PROBLEM STATEMENT
Transcribe, exactly and in full, every line from the one including "saved result records)" to the end of the listing.

RAW DATA

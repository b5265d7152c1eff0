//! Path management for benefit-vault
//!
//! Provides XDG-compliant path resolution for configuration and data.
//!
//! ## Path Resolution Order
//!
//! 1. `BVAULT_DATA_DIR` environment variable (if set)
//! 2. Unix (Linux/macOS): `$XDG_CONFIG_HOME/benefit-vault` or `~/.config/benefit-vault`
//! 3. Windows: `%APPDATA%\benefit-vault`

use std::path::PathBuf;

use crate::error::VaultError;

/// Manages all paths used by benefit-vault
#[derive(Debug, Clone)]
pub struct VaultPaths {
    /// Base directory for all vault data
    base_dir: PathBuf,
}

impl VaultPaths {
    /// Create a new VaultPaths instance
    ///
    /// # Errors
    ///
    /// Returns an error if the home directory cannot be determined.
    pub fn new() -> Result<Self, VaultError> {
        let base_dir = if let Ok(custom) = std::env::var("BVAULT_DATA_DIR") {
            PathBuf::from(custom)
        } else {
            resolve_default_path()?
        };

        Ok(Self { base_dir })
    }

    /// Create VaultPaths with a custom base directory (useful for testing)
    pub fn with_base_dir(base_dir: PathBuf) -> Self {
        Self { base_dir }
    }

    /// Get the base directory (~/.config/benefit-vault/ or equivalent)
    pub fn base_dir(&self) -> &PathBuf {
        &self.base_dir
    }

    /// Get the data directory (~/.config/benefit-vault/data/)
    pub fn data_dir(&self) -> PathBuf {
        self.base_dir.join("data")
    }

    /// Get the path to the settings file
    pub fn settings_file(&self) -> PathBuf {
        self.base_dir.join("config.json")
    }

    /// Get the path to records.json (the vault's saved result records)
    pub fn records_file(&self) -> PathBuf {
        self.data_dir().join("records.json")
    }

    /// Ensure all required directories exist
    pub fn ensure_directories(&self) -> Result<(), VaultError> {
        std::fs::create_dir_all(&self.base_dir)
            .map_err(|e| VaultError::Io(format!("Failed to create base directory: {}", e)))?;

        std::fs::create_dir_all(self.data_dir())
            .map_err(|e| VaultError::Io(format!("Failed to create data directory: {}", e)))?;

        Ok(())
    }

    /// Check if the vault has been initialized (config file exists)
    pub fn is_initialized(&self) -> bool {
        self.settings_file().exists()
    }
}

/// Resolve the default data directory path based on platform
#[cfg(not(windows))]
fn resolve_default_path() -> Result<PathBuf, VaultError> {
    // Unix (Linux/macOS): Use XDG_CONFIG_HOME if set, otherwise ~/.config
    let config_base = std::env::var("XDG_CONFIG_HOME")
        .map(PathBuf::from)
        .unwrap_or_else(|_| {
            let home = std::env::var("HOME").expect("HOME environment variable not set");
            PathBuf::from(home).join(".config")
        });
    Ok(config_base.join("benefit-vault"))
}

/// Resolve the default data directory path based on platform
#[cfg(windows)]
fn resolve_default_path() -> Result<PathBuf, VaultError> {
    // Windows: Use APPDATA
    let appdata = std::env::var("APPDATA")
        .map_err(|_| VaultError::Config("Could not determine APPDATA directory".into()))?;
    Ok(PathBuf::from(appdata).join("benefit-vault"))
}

EXERCISE RESPONSE
    /// Get the path to records.json (the vault's saved result records)
    pub fn records_file(&self) -> PathBuf {
        self.data_dir().join("records.json")
    }

    /// Ensure all required directories exist
    pub fn ensure_directories(&self) -> Result<(), VaultError> {
        std::fs::create_dir_all(&self.base_dir)
            .map_err(|e| VaultError::Io(format!("Failed to create base directory: {}", e)))?;

        std::fs::create_dir_all(self.data_dir())
            .map_err(|e| VaultError::Io(format!("Failed to create data directory: {}", e)))?;

        Ok(())
    }

    /// Check if the vault has been initialized (config file exists)
    pub fn is_initialized(&self) -> bool {
        self.settings_file().exists()
    }
}

/// Resolve the default data directory path based on platform
#[cfg(not(windows))]
fn resolve_default_path() -> Result<PathBuf, VaultError> {
    // Unix (Linux/macOS): Use XDG_CONFIG_HOME if set, otherwise ~/.config
    let config_base = std::env::var("XDG_CONFIG_HOME")
        .map(PathBuf::from)
        .unwrap_or_else(|_| {
            let home = std::env::var("HOME").expect("HOME environment variable not set");
            PathBuf::from(home).join(".config")
        });
    Ok(config_base.join("benefit-vault"))
}

/// Resolve the default data directory path based on platform
#[cfg(windows)]
fn resolve_default_path() -> Result<PathBuf, VaultError> {
    // Windows: Use APPDATA
    let appdata = std::env::var("APPDATA")
        .map_err(|_| VaultError::Config("Could not determine APPDATA directory".into()))?;
    Ok(PathBuf::from(appdata).join("benefit-vault"))
}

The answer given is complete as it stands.